(Saved data entries)
//! # Kinematic constraints
//!
//! A [`Constraint`] is a scalar function of the four-momenta of one or more particles that
//! must vanish at the solution of the fit. Members reference particles through
//! [`ParticleId`] handles and carry a [`Sign`], so a constraint operates on the **signed
//! sum** `P = Σ sᵢ pᵢ` of its members.
//!
//! ## Kinds
//!
//! * [`ConstraintKind::InvariantMass`] – `m(P) = target`. The residual is `m(P) − target`
//!   for a positive target and `m²(P)` for a zero target, which keeps masslessness
//!   constraints differentiable at the solution.
//! * [`ConstraintKind::MomentumSum`] – one Cartesian component of `P` equals `target`
//!   (e.g. transverse momentum balance, energy conservation).
//!
//! Constraints are immutable after construction and hold no per-iteration state; the
//! engine evaluates [`Constraint::residual`] and [`Constraint::gradient`] at each iterate.
//!
//! ```rust
//! use kinfit::constraints::Constraint;
//! use kinfit::fit_particle::Parametrization;
//! use kinfit::kin_fitter::{FitParams, KinFitter};
//!
//! let mut fitter = KinFitter::new(FitParams::default());
//! let q = fitter.add_particle("q", Parametrization::EtEtaPhi);
//! let qbar = fitter.add_particle("qbar", Parametrization::EtEtaPhi);
//! fitter
//!     .add_constraint(Constraint::invariant_mass("W mass", &[q, qbar], 80.4))
//!     .unwrap();
//! ```

use std::fmt;

use itertools::Itertools;
use nalgebra::{DVector, Vector4};
use serde::{Deserialize, Serialize};

use crate::{
    constants::GeV,
    fit_particle::{FitParticle, ParticleId},
    four_momentum::FourMomentum,
    kinfit_errors::KinFitError,
};

/// Sign with which a member enters the constrained sum.
#[derive(Debug, Clone, Copy, PartialEq, Eq)]
pub enum Sign {
    Plus,
    Minus,
}

impl Sign {
    pub fn factor(&self) -> f64 {
        match self {
            Sign::Plus => 1.0,
            Sign::Minus => -1.0,
        }
    }
}

/// Cartesian component selected by a [`ConstraintKind::MomentumSum`] constraint.
#[derive(Debug, Clone, Copy, PartialEq, Eq, Serialize, Deserialize)]
#[serde(rename_all = "snake_case")]
pub enum Component {
    Px,
    Py,
    Pz,
    E,
}

impl Component {
    /// Row of the component in the `(px, py, pz, E)` ordering.
    pub fn index(&self) -> usize {
        match self {
            Component::Px => 0,
            Component::Py => 1,
            Component::Pz => 2,
            Component::E => 3,
        }
    }
}

#[derive(Debug, Clone, Copy, PartialEq)]
pub enum ConstraintKind {
    InvariantMass { target: GeV },
    MomentumSum { component: Component, target: GeV },
}

#[derive(Debug, Clone, Copy, PartialEq)]
pub struct Member {
    pub particle: ParticleId,
    pub sign: Sign,
}

/// Scalar equality constraint on the signed sum of its members' four-momenta.
#[derive(Debug, Clone, PartialEq)]
pub struct Constraint {
    name: String,
    kind: ConstraintKind,
    members: Vec<Member>,
}

impl Constraint {
    /// Invariant mass of the (positive) sum of `particles` equals `target`.
    ///
    /// Arguments
    /// -----------------
    /// * `name`: label used in logs and errors.
    /// * `particles`: one particle for a mass-shell condition, two or three for the usual
    ///   W-boson and top-quark hypotheses.
    /// * `target`: required mass in GeV; `0.0` imposes masslessness.
    ///
    /// Return
    /// ----------
    /// * The constraint. Its consistency with a particular fitter is checked by
    ///   [`KinFitter::add_constraint`](crate::kin_fitter::KinFitter::add_constraint).
    pub fn invariant_mass(name: impl Into<String>, particles: &[ParticleId], target: GeV) -> Self {
        Constraint {
            name: name.into(),
            kind: ConstraintKind::InvariantMass { target },
            members: particles
                .iter()
                .map(|&particle| Member {
                    particle,
                    sign: Sign::Plus,
                })
                .collect(),
        }
    }

    pub fn massless(name: impl Into<String>, particle: ParticleId) -> Self {
        Constraint::invariant_mass(name, &[particle], 0.0)
    }

    /// Component `component` of the signed sum of `members` equals `target`.
    pub fn momentum_sum(
        name: impl Into<String>,
        component: Component,
        members: &[(ParticleId, Sign)],
        target: GeV,
    ) -> Self {
        Constraint {
            name: name.into(),
            kind: ConstraintKind::MomentumSum { component, target },
            members: members
                .iter()
                .map(|&(particle, sign)| Member { particle, sign })
                .collect(),
        }
    }

    pub fn name(&self) -> &str {
        &self.name
    }

    pub fn kind(&self) -> &ConstraintKind {
        &self.kind
    }

    pub fn members(&self) -> &[Member] {
        &self.members
    }

    /// Check the constraint against a fitter holding `n_particles` particles.
    pub(crate) fn validate(&self, n_particles: usize) -> Result<(), KinFitError> {
        if self.members.is_empty() {
            return Err(KinFitError::EmptyConstraint(self.name.clone()));
        }
        if let Some(m) = self.members.iter().find(|m| m.particle.0 >= n_particles) {
            return Err(KinFitError::UnknownParticle(m.particle.0));
        }

        let target = match self.kind {
            ConstraintKind::InvariantMass { target } => target,
            ConstraintKind::MomentumSum { target, .. } => target,
        };
        let valid = match self.kind {
            ConstraintKind::InvariantMass { .. } => target.is_finite() && target >= 0.0,
            ConstraintKind::MomentumSum { .. } => target.is_finite(),
        };
        if !valid {
            return Err(KinFitError::InvalidConstraintTarget {
                constraint: self.name.clone(),
                target,
            });
        }
        Ok(())
    }

    fn signed_sum(&self, particles: &[FitParticle]) -> Result<FourMomentum, KinFitError> {
        self.members.iter().try_fold(FourMomentum::default(), |acc, m| {
            let p = particles[m.particle.0].current_four_momentum()?;
            Ok(acc + p * m.sign.factor())
        })
    }

    /// Current signed deviation from the target, zero when the constraint is satisfied.
    pub fn residual(&self, particles: &[FitParticle]) -> Result<f64, KinFitError> {
        let sum = self.signed_sum(particles)?;
        Ok(match self.kind {
            ConstraintKind::InvariantMass { target } if target == 0.0 => sum.m2(),
            ConstraintKind::InvariantMass { target } => sum.m() - target,
            ConstraintKind::MomentumSum { component, target } => {
                sum.to_vector()[component.index()] - target
            }
        })
    }

    /// Derivative of the residual with respect to the `(px, py, pz, E)` components of the
    /// signed sum.
    fn cartesian_gradient(&self, sum: &FourMomentum) -> Vector4<f64> {
        match self.kind {
            ConstraintKind::InvariantMass { target } if target == 0.0 => {
                Vector4::new(-sum.px(), -sum.py(), -sum.pz(), sum.e()) * 2.0
            }
            ConstraintKind::InvariantMass { .. } => {
                // d|m|/dP, infinite at m = 0 where the residual is not differentiable
                Vector4::new(-sum.px(), -sum.py(), -sum.pz(), sum.e()) / sum.m().abs()
            }
            ConstraintKind::MomentumSum { component, .. } => {
                let mut g = Vector4::zeros();
                g[component.index()] = 1.0;
                g
            }
        }
    }

    /// Gradient of the residual with respect to each member's free parameters.
    ///
    /// Return
    /// ----------
    /// * One `(particle, row)` pair per member, in member order; `row` has the particle's
    ///   `n_params` entries. A particle listed twice yields two rows, which the engine adds.
    pub fn gradient(
        &self,
        particles: &[FitParticle],
    ) -> Result<Vec<(ParticleId, DVector<f64>)>, KinFitError> {
        let sum = self.signed_sum(particles)?;
        let g = self.cartesian_gradient(&sum);

        self.members
            .iter()
            .map(|m| {
                let jac = particles[m.particle.0].jacobian_to_cartesian()?;
                let row = jac.tr_mul(&g) * m.sign.factor();
                Ok((m.particle, DVector::from_iterator(row.len(), row.iter().copied())))
            })
            .collect()
    }
}

impl fmt::Display for Constraint {
    fn fmt(&self, f: &mut fmt::Formatter<'_>) -> fmt::Result {
        let members = self
            .members
            .iter()
            .map(|m| match m.sign {
                Sign::Plus => format!("+{}", m.particle),
                Sign::Minus => format!("-{}", m.particle),
            })
            .join(" ");
        match self.kind {
            ConstraintKind::InvariantMass { target } => {
                write!(f, "{}: m({members}) = {target} GeV", self.name)
            }
            ConstraintKind::MomentumSum { component, target } => {
                write!(f, "{}: {component:?}({members}) = {target} GeV", self.name)
            }
        }
    }
}
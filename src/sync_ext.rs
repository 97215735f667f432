use std::sync::{Mutex, MutexGuard, PoisonError};

pub(crate) trait MutexExt<T> {
    fn lock_unpoisoned(&self) -> MutexGuard<'_, T>;
}

impl<T> MutexExt<T> for Mutex<T> {
    fn lock_unpoisoned(&self) -> MutexGuard<'_, T> {
        self.lock().unwrap_or_else(PoisonError::into_inner)
    }
}
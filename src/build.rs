//! Build pipeline glue: wires Probe (C2), Decision Engine (C3), Argument
//! Builder (C4), Build Supervisor (C6) and Cache Store (C8) together into
//! the single closure the VOD Manager (C7) runs per cache key. Not a
//! numbered component of its own — the orchestration `spec.md` describes in
//! prose for §2's control flow, given a concrete home here the way the
//! teacher's `engine/mod.rs` ties its own sub-modules together.

use std::path::{Path, PathBuf};
use std::sync::Arc;
use std::time::{Duration, SystemTime, UNIX_EPOCH};

use crate::args::{self, BuildArgsInput, OutputKind};
use crate::cache::publish::{self, BuildMeta};
use crate::cache::{lock_path, tmp_path};
use crate::decision::{self, Strategy};
use crate::manager::{self, BuildRun};
use crate::metrics::Metrics;
use crate::probe::{self, StreamInfo};
use crate::supervisor::{self, RunParams};

pub struct BuildContext {
    pub ffmpeg_path: PathBuf,
    pub ffprobe_path: PathBuf,
    pub input_path: PathBuf,
    pub output_path: PathBuf,
    pub output_kind: OutputKind,
    pub startup_grace: Duration,
    pub stall_timeout: Duration,
    pub metrics: Arc<Metrics>,
    /// Upgraded `-probesize`/`-analyzeduration` values used on a ProbeFailed
    /// retry (§7), sourced from `Config::vod_probe_size`/`vod_analyze_duration_us`.
    pub probe_size: u64,
    pub analyze_duration_us: u64,
}

/// Runs one full build attempt (probe, decide, render args, supervise,
/// retry-once-if-allowed, publish-or-fail) and reports the terminal outcome
/// on `run`. This is the closure body handed to `Manager::ensure`.
pub fn build_artifact(run: Arc<BuildRun>, ctx: BuildContext) {
    ctx.metrics.build_started();
    if let Some(dir) = ctx.output_path.parent() {
        if let Err(e) = std::fs::create_dir_all(dir) {
            tracing::error!(dir = %dir.display(), error = %e, "failed to create cache directory");
        }
    }
    acquire_lock(&ctx);

    let outcome = run_with_retry(&run, &ctx);

    match outcome {
        Ok(meta) => {
            if let Err(e) = finalize_success(&ctx, meta) {
                tracing::error!(error = %e, "failed to finalize successful build");
                ctx.metrics.build_failed();
                manager::report_outcome(&run, false);
                return;
            }
            ctx.metrics.build_succeeded();
            manager::report_outcome(&run, true);
        }
        Err((strategy, kind, stderr_tail)) => {
            if kind == crate::error::BuildFailureKind::Stalled {
                ctx.metrics.build_stalled();
            }
            let _ = publish::write_err_log(&ctx.output_path, strategy_name(strategy), kind, &stderr_tail);
            cleanup_partial(&ctx);
            ctx.metrics.build_failed();
            manager::report_outcome(&run, false);
        }
    }
}

type BuildError = (Strategy, crate::error::BuildFailureKind, String);

fn run_with_retry(run: &Arc<BuildRun>, ctx: &BuildContext) -> Result<BuildMeta, BuildError> {
    let info = match probe::probe(&ctx.ffprobe_path, &ctx.input_path, None, None) {
        Ok(info) => info,
        Err(_) => return retry_probe_then_transcode(run, ctx),
    };

    let decision = decision::decide(&info);

    match attempt(run, ctx, decision.strategy, &info) {
        Ok(meta) => Ok(meta),
        Err((kind, stderr_tail)) => {
            if !kind.retryable() {
                return Err((decision.strategy, kind, stderr_tail));
            }
            let Some(retry_strategy) = decision::retry_strategy(kind) else {
                return Err((decision.strategy, kind, stderr_tail));
            };
            let retry_info = if kind == crate::error::BuildFailureKind::ProbeFailed {
                reprobe_with_upgraded_params(ctx).unwrap_or_else(|| info.clone())
            } else {
                info.clone()
            };
            attempt(run, ctx, retry_strategy, &retry_info).map_err(|(k, tail)| (retry_strategy, k, tail))
        }
    }
}

/// §7: a ProbeFailed bare probe call (the probe tool itself exited non-zero
/// or produced unparseable output) retries once with upgraded
/// `probesize`/`analyzeduration`, then proceeds straight to TRANSCODE.
fn retry_probe_then_transcode(run: &Arc<BuildRun>, ctx: &BuildContext) -> Result<BuildMeta, BuildError> {
    let info = reprobe_with_upgraded_params(ctx).ok_or((
        Strategy::Unsupported,
        crate::error::BuildFailureKind::ProbeFailed,
        String::new(),
    ))?;
    attempt(run, ctx, Strategy::Transcode, &info).map_err(|(kind, tail)| (Strategy::Transcode, kind, tail))
}

fn reprobe_with_upgraded_params(ctx: &BuildContext) -> Option<StreamInfo> {
    probe::probe(
        &ctx.ffprobe_path,
        &ctx.input_path,
        Some(ctx.probe_size),
        Some(ctx.analyze_duration_us),
    )
    .ok()
}

fn attempt(
    run: &Arc<BuildRun>,
    ctx: &BuildContext,
    strategy: Strategy,
    info: &StreamInfo,
) -> Result<BuildMeta, (crate::error::BuildFailureKind, String)> {
    let skew = info
        .audio
        .as_ref()
        .map(|a| a.start_time - info.video.start_time)
        .unwrap_or(0.0);
    let input = BuildArgsInput {
        input_path: &ctx.input_path,
        output_path: &tmp_path(&ctx.output_path),
        start_time_seconds: info.video.start_time,
        audio_video_start_skew_seconds: skew,
    };

    let Some(arg_vec) = args::build_args(strategy, &input, ctx.output_kind) else {
        return Err((crate::error::BuildFailureKind::FfmpegFatal, String::new()));
    };

    let (tx, rx) = crate::progress::progress_channel();
    let progress_run = run.clone();
    let progress_thread = std::thread::spawn(move || {
        while let Ok(progress) = rx.recv() {
            if progress.out_time_us > 0 || progress.total_size > 0 {
                progress_run.mark_progressive_ready();
            }
        }
    });

    let outcome = supervisor::run(
        RunParams {
            program: &ctx.ffmpeg_path,
            args: &arg_vec,
            startup_grace: ctx.startup_grace,
            stall_timeout: ctx.stall_timeout,
        },
        run.cancel.clone(),
        tx,
    )
    .map_err(|e| (crate::error::BuildFailureKind::FfmpegFatal, e))?;
    let _ = progress_thread.join();

    if outcome.success {
        Ok(BuildMeta {
            strategy: strategy_name(strategy).to_string(),
            video_codec: info.video.codec.clone(),
            pix_fmt: info.video.pix_fmt.clone(),
            bit_depth: info.video.bit_depth,
            audio_track_count: info.audio.as_ref().map(|a| a.track_count as usize).unwrap_or(0),
            built_at_unix_ms: now_ms(),
        })
    } else {
        Err((outcome.failure_kind.unwrap_or(crate::error::BuildFailureKind::FfmpegFatal), outcome.stderr_tail))
    }
}

fn finalize_success(ctx: &BuildContext, meta: BuildMeta) -> std::io::Result<()> {
    match ctx.output_kind {
        OutputKind::Mp4 => {
            publish::publish_mp4(&ctx.output_path)?;
            publish::write_meta_json(&ctx.output_path, &meta)?;
        }
        OutputKind::Hls => {
            let dir = ctx.output_path.parent().unwrap_or_else(|| Path::new("."));
            std::fs::rename(tmp_path(&ctx.output_path), dir.join("index.live.m3u8"))?;
            publish::publish_hls_vod(dir, "index.live.m3u8", "index.m3u8")?;
            publish::write_meta_json(&ctx.output_path, &meta)?;
        }
    }
    let _ = std::fs::remove_file(lock_path(&ctx.output_path));
    Ok(())
}

/// Creates the `.lock` sidecar for the duration of the build (spec's
/// "exclusive writer via O_EXCL lock file"). In-process concurrency is
/// already serialized by the Manager's single-flight map; this file is the
/// cross-process signal eviction and startup cleanup rely on, so failure to
/// create it (e.g. a stale lock left by a killed process, to be swept up by
/// the next startup cleanup) is logged but never aborts the build.
fn acquire_lock(ctx: &BuildContext) {
    use std::fs::OpenOptions;
    let path = lock_path(&ctx.output_path);
    if let Err(e) = OpenOptions::new().write(true).create_new(true).open(&path) {
        if e.kind() != std::io::ErrorKind::AlreadyExists {
            tracing::warn!(path = %path.display(), error = %e, "failed to create build lock file");
        }
    }
}

fn cleanup_partial(ctx: &BuildContext) {
    let _ = std::fs::remove_file(tmp_path(&ctx.output_path));
    let _ = std::fs::remove_file(lock_path(&ctx.output_path));
}

fn strategy_name(strategy: Strategy) -> &'static str {
    match strategy {
        Strategy::Default => "default",
        Strategy::Fallback => "fallback",
        Strategy::Transcode => "transcode",
        Strategy::Unsupported => "unsupported",
    }
}

fn now_ms() -> u64 {
    SystemTime::now()
        .duration_since(UNIX_EPOCH)
        .map(|d| d.as_millis() as u64)
        .unwrap_or(0)
}
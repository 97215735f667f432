//! Progress Parser (C5): reads `key=value` frames from the build tool's
//! progress stream and emits `Progress` snapshots over a bounded channel.
//!
//! Grounded directly in the teacher's
//! `ffui_core::engine::ffmpeg_args::progress` (`parse_ffmpeg_progress_line`,
//! `is_ffmpeg_progress_end`, `parse_ffmpeg_time_to_seconds`), generalized
//! from time-only parsing to the `out_time_us`/`total_size`/`speed`/`fps`
//! field set §3 names. Lazy, finite, non-restartable: the parser only ever
//! runs forward over one child process's stdout.

use std::sync::mpsc::{sync_channel, Receiver, SyncSender, TrySendError};
use std::time::{SystemTime, UNIX_EPOCH};

/// One accumulated progress snapshot, emitted at each `progress=` line.
#[derive(Debug, Clone, Copy, PartialEq)]
pub struct Progress {
    pub out_time_us: i64,
    pub total_size: i64,
    pub fps: f64,
    pub updated_at_unix_ms: u64,
}

impl Progress {
    /// "Advance" per §3/§5: both fields are monotone non-decreasing from the
    /// previous snapshot, and at least one of them strictly increased.
    pub fn has_advanced(&self, prev: Option<&Progress>) -> bool {
        match prev {
            None => true,
            Some(p) => {
                let monotone =
                    self.out_time_us >= p.out_time_us && self.total_size >= p.total_size;
                let strictly_greater =
                    self.out_time_us > p.out_time_us || self.total_size > p.total_size;
                monotone && strictly_greater
            }
        }
    }
}

fn now_ms() -> u64 {
    SystemTime::now()
        .duration_since(UNIX_EPOCH)
        .map(|d| d.as_millis() as u64)
        .unwrap_or(0)
}

/// Accumulates `key=value` tokens between `progress=` boundaries and emits a
/// `Progress` on each boundary. Created once per build, driven by the
/// Build Supervisor's stderr/stdout pump thread.
#[derive(Default)]
pub struct ProgressAccumulator {
    out_time_us: i64,
    total_size: i64,
    speed: Option<String>,
    fps: f64,
}

pub enum LineOutcome {
    /// Not a recognized progress field; caller should treat the line as
    /// ordinary log/stderr output.
    Unrecognized,
    /// A field was accumulated but this wasn't a block boundary yet.
    Accumulated,
    /// `progress=continue` or `progress=end` closed out a block; carries the
    /// resulting snapshot and whether the stream has ended.
    Emit(Progress, bool),
}

impl ProgressAccumulator {
    pub fn feed_line(&mut self, line: &str) -> LineOutcome {
        let Some((key, value)) = line.split_once('=') else {
            return LineOutcome::Unrecognized;
        };
        let key = key.trim();
        let value = value.trim();
        match key {
            "out_time_us" => {
                if let Ok(v) = value.parse::<i64>() {
                    self.out_time_us = v;
                }
                LineOutcome::Accumulated
            }
            "total_size" => {
                if let Ok(v) = value.parse::<i64>() {
                    self.total_size = v;
                }
                LineOutcome::Accumulated
            }
            "speed" => {
                self.speed = Some(value.trim_end_matches('x').to_string());
                LineOutcome::Accumulated
            }
            "fps" => {
                if let Ok(v) = value.parse::<f64>() {
                    self.fps = v;
                }
                LineOutcome::Accumulated
            }
            "progress" => {
                let snapshot = Progress {
                    out_time_us: self.out_time_us,
                    total_size: self.total_size,
                    fps: self.fps,
                    updated_at_unix_ms: now_ms(),
                };
                let ended = value.eq_ignore_ascii_case("end");
                LineOutcome::Emit(snapshot, ended)
            }
            _ => LineOutcome::Unrecognized,
        }
    }
}

/// Capacity for the progress channel (§5: bounded, drops on full, never
/// blocks the producer).
pub const PROGRESS_CHANNEL_CAPACITY: usize = 100;

pub fn progress_channel() -> (ProgressSender, Receiver<Progress>) {
    let (tx, rx) = sync_channel(PROGRESS_CHANNEL_CAPACITY);
    (ProgressSender { inner: tx }, rx)
}

/// Wraps `SyncSender` so a full channel silently drops instead of blocking
/// the build supervisor's hot loop.
#[derive(Clone)]
pub struct ProgressSender {
    inner: SyncSender<Progress>,
}

impl ProgressSender {
    pub fn send(&self, progress: Progress) {
        match self.inner.try_send(progress) {
            Ok(()) | Err(TrySendError::Disconnected(_)) => {}
            Err(TrySendError::Full(_)) => {
                tracing::debug!("progress channel full, dropping snapshot");
            }
        }
    }
}

#[cfg(test)]
mod tests {
    use super::*;

    #[test]
    fn accumulates_fields_until_progress_boundary() {
        let mut acc = ProgressAccumulator::default();
        assert!(matches!(
            acc.feed_line("out_time_us=1000000"),
            LineOutcome::Accumulated
        ));
        assert!(matches!(acc.feed_line("total_size=2048"), LineOutcome::Accumulated));
        assert!(matches!(acc.feed_line("fps=25.0"), LineOutcome::Accumulated));
        match acc.feed_line("progress=continue") {
            LineOutcome::Emit(p, ended) => {
                assert_eq!(p.out_time_us, 1_000_000);
                assert_eq!(p.total_size, 2048);
                assert_eq!(p.fps, 25.0);
                assert!(!ended);
            }
            _ => panic!("expected Emit"),
        }
    }

    #[test]
    fn progress_end_is_recognized() {
        let mut acc = ProgressAccumulator::default();
        match acc.feed_line("progress=end") {
            LineOutcome::Emit(_, ended) => assert!(ended),
            _ => panic!("expected Emit"),
        }
    }

    #[test]
    fn unrecognized_lines_pass_through() {
        let mut acc = ProgressAccumulator::default();
        assert!(matches!(
            acc.feed_line("frame=100 fps=25 q=28.0 size=1024kB time=00:00:10.00"),
            LineOutcome::Unrecognized
        ));
    }

    #[test]
    fn has_advanced_requires_strict_increase() {
        let a = Progress {
            out_time_us: 1000,
            total_size: 500,
            fps: 25.0,
            updated_at_unix_ms: 0,
        };
        let b = Progress {
            out_time_us: 1000,
            total_size: 500,
            fps: 25.0,
            updated_at_unix_ms: 1,
        };
        assert!(!b.has_advanced(Some(&a)));

        let c = Progress {
            out_time_us: 1500,
            total_size: 500,
            fps: 25.0,
            updated_at_unix_ms: 2,
        };
        assert!(c.has_advanced(Some(&a)));
    }

    #[test]
    fn channel_drops_on_full_without_blocking() {
        let (tx, rx) = progress_channel();
        for i in 0..(PROGRESS_CHANNEL_CAPACITY + 10) {
            tx.send(Progress {
                out_time_us: i as i64,
                total_size: 0,
                fps: 0.0,
                updated_at_unix_ms: 0,
            });
        }
        // Channel never blocked; at most capacity entries are observable.
        let mut count = 0;
        while rx.try_recv().is_ok() {
            count += 1;
        }
        assert!(count <= PROGRESS_CHANNEL_CAPACITY);
    }
}
//! `GET /recordings`: lists items under a root/path, enriched with a resume
//! summary and — where cheap — a probed duration.

use std::sync::Arc;

use axum::extract::{Query, State};
use axum::Json;
use serde::{Deserialize, Serialize};

use crate::collaborators::{RecordingEntry, RecordingListing};
use crate::error::AppError;
use crate::id_codec::{self, ServiceRef};

use super::state::AppState;

#[derive(Debug, Deserialize, Default)]
pub struct ListQuery {
    #[serde(default)]
    pub path: String,
    pub token: Option<String>,
}

#[derive(Debug, Serialize)]
pub struct EnrichedEntry {
    pub id: String,
    pub name: String,
    pub size_bytes: u64,
    pub resume_seconds: Option<f64>,
}

#[derive(Debug, Serialize)]
pub struct ListResponse {
    pub movies: Vec<EnrichedEntry>,
    pub bookmarks: Vec<EnrichedEntry>,
}

pub async fn list_recordings(
    State(state): State<Arc<AppState>>,
    Query(query): Query<ListQuery>,
) -> Result<Json<ListResponse>, AppError> {
    let principal = state.auth.principal(query.token.as_deref());

    let listing: RecordingListing = state.recording_source.list(&query.path).await?;

    let movies = enrich(&state, &listing.movies, principal.as_ref().map(|p| p.id.as_str())).await;
    let bookmarks =
        enrich(&state, &listing.bookmarks, principal.as_ref().map(|p| p.id.as_str())).await;

    Ok(Json(ListResponse { movies, bookmarks }))
}

async fn enrich(
    state: &Arc<AppState>,
    entries: &[RecordingEntry],
    principal_id: Option<&str>,
) -> Vec<EnrichedEntry> {
    let mut out = Vec::with_capacity(entries.len());
    for entry in entries {
        let id = encode_entry_id(&entry.service_ref);
        let resume_seconds = match (principal_id, &id) {
            (Some(principal_id), Some(id)) => state
                .resume_store
                .get(principal_id, id)
                .await
                .map(|r| r.position_seconds),
            _ => None,
        };
        out.push(EnrichedEntry {
            id: id.unwrap_or_default(),
            name: entry.name.clone(),
            size_bytes: entry.size_bytes,
            resume_seconds,
        });
    }
    out
}

fn encode_entry_id(raw_ref: &str) -> Option<String> {
    let service_ref: ServiceRef = id_codec::validate_ref(raw_ref).ok()?;
    Some(id_codec::encode_id(&service_ref))
}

-- Exercise aim --
Each line of the records, from the opening one through the line holding "at the solution.", should be restated word for word, with nothing else in the answer.

-- Reply --
//! # Kinematic constraints
//!
//! A [`Constraint`] is a scalar function of the four-momenta of one or more particles that
//! must vanish at the solution of the fit. Members reference particles through
//! [`ParticleId`] handles and carry a [`Sign`], so a constraint operates on the **signed
//! sum** `P = Σ sᵢ pᵢ` of its members.
//!
//! ## Kinds
//!
//! * [`ConstraintKind::InvariantMass`] – `m(P) = target`. The residual is `m(P) − target`
//!   for a positive target and `m²(P)` for a zero target, which keeps masslessness
//!   constraints differentiable at the solution.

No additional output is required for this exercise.